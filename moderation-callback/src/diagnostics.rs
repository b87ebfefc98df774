//! Structured diagnostic records for rejected moderation requests.
//!
//! The handler and verifier decide *what* to record; a [`LogSink`] decides
//! where it goes.

use std::collections::BTreeMap;
use std::sync::{Mutex, PoisonError};

use serde::Serialize;
use tracing::warn;

/// One diagnostic record: a message plus free-form context.
#[derive(Debug, Clone, PartialEq, Eq, Serialize)]
pub struct LogEntry {
    pub message: String,
    pub fields: BTreeMap<String, String>,
}

impl LogEntry {
    pub fn new(message: impl Into<String>) -> Self {
        Self {
            message: message.into(),
            fields: BTreeMap::new(),
        }
    }

    /// Attach a context field.
    pub fn with(mut self, key: &str, value: impl Into<String>) -> Self {
        self.fields.insert(key.to_string(), value.into());
        self
    }

    pub fn field(&self, key: &str) -> Option<&str> {
        self.fields.get(key).map(String::as_str)
    }
}

/// Log sink collaborator.
pub trait LogSink: Send + Sync {
    fn record(&self, entry: LogEntry);
}

/// Emits every entry as a `warn!` event.
#[derive(Debug, Clone, Copy, Default)]
pub struct TracingSink;

impl LogSink for TracingSink {
    fn record(&self, entry: LogEntry) {
        let context = serde_json::to_string(&entry.fields).unwrap_or_default();
        warn!(
            reason = %entry.message,
            context = %context,
            "moderation_request_rejected"
        );
    }
}

/// Keeps entries in memory.
#[derive(Debug, Default)]
pub struct MemorySink {
    entries: Mutex<Vec<LogEntry>>,
}

impl MemorySink {
    pub fn new() -> Self {
        Self::default()
    }

    pub fn entries(&self) -> Vec<LogEntry> {
        self.entries
            .lock()
            .unwrap_or_else(PoisonError::into_inner)
            .clone()
    }

    pub fn messages(&self) -> Vec<String> {
        self.entries().into_iter().map(|e| e.message).collect()
    }
}

impl LogSink for MemorySink {
    fn record(&self, entry: LogEntry) {
        self.entries
            .lock()
            .unwrap_or_else(PoisonError::into_inner)
            .push(entry);
    }
}
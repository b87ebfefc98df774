//! Collaborators the handler depends on.

use std::collections::HashMap;
use std::fs;
use std::path::Path;
use std::sync::{Mutex, PoisonError, RwLock};

use tracing::info;

use crate::error::StoreError;
use crate::moderation::types::{EntityRef, ModerationAction};

/// Resolves an opaque content id to a local entity.
pub trait EntityMapping: Send + Sync {
    fn lookup(&self, content_id: &str) -> Option<EntityRef>;
}

/// Triggers the local side effects of a moderation action.
///
/// Fire-and-forget: the handler never learns whether the effect succeeded.
pub trait ActionDispatcher: Send + Sync {
    fn dispatch(&self, content_id: &str, entity: &EntityRef, action: ModerationAction);
}

// =============================================================================
// In-memory entity mapping
// =============================================================================

#[derive(Debug, Default)]
pub struct MemoryEntityMapping {
    entries: RwLock<HashMap<String, EntityRef>>,
}

impl MemoryEntityMapping {
    pub fn new() -> Self {
        Self::default()
    }

    /// Load a JSON object of `content_id → {entity_type, entity_id}`.
    pub fn from_json_file(path: impl AsRef<Path>) -> Result<Self, StoreError> {
        let raw = fs::read(path.as_ref())?;
        let entries: HashMap<String, EntityRef> = serde_json::from_slice(&raw)?;
        info!(
            path = %path.as_ref().display(),
            entries = entries.len(),
            "entity_mapping_loaded"
        );
        Ok(Self {
            entries: RwLock::new(entries),
        })
    }

    pub fn insert(&self, content_id: impl Into<String>, entity: EntityRef) {
        self.entries
            .write()
            .unwrap_or_else(PoisonError::into_inner)
            .insert(content_id.into(), entity);
    }

    pub fn remove(&self, content_id: &str) -> Option<EntityRef> {
        self.entries
            .write()
            .unwrap_or_else(PoisonError::into_inner)
            .remove(content_id)
    }

    pub fn len(&self) -> usize {
        self.entries
            .read()
            .unwrap_or_else(PoisonError::into_inner)
            .len()
    }

    pub fn is_empty(&self) -> bool {
        self.len() == 0
    }
}

impl EntityMapping for MemoryEntityMapping {
    fn lookup(&self, content_id: &str) -> Option<EntityRef> {
        self.entries
            .read()
            .unwrap_or_else(PoisonError::into_inner)
            .get(content_id)
            .cloned()
    }
}

// =============================================================================
// Recording dispatcher
// =============================================================================

/// One recorded dispatch call.
#[derive(Debug, Clone, PartialEq, Eq)]
pub struct DispatchedAction {
    pub content_id: String,
    pub entity: EntityRef,
    pub action: ModerationAction,
}

/// Dispatcher that only remembers what it was asked to do.
#[derive(Debug, Default)]
pub struct RecordingDispatcher {
    calls: Mutex<Vec<DispatchedAction>>,
}

impl RecordingDispatcher {
    pub fn new() -> Self {
        Self::default()
    }

    pub fn calls(&self) -> Vec<DispatchedAction> {
        self.calls
            .lock()
            .unwrap_or_else(PoisonError::into_inner)
            .clone()
    }
}

impl ActionDispatcher for RecordingDispatcher {
    fn dispatch(&self, content_id: &str, entity: &EntityRef, action: ModerationAction) {
        self.calls
            .lock()
            .unwrap_or_else(PoisonError::into_inner)
            .push(DispatchedAction {
                content_id: content_id.to_string(),
                entity: entity.clone(),
                action,
            });
    }
}
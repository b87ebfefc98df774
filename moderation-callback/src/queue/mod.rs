//! Queue module for RabbitMQ operations.
//!
//! Verified moderation actions leave this service as JSON messages on the
//! `moderation_actions` queue; the host application consumes them and
//! applies the effect.
//!
//! ```text
//! ModerationHandler → QueueDispatcher → Publisher → moderation_actions
//! ```

pub mod dispatcher;
pub mod publisher;
pub mod types;

pub use dispatcher::QueueDispatcher;
pub use publisher::Publisher;
pub use types::{ModerationJob, MODERATION_QUEUE};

◇ ◇ ◇ ◇

• **Exercise objective**
The lines you return should be those above that contain the word "DispatchedAction", every one of them.

• **Solution to the exercise**
pub struct DispatchedAction {
    calls: Mutex<Vec<DispatchedAction>>,
    pub fn calls(&self) -> Vec<DispatchedAction> {
            .push(DispatchedAction {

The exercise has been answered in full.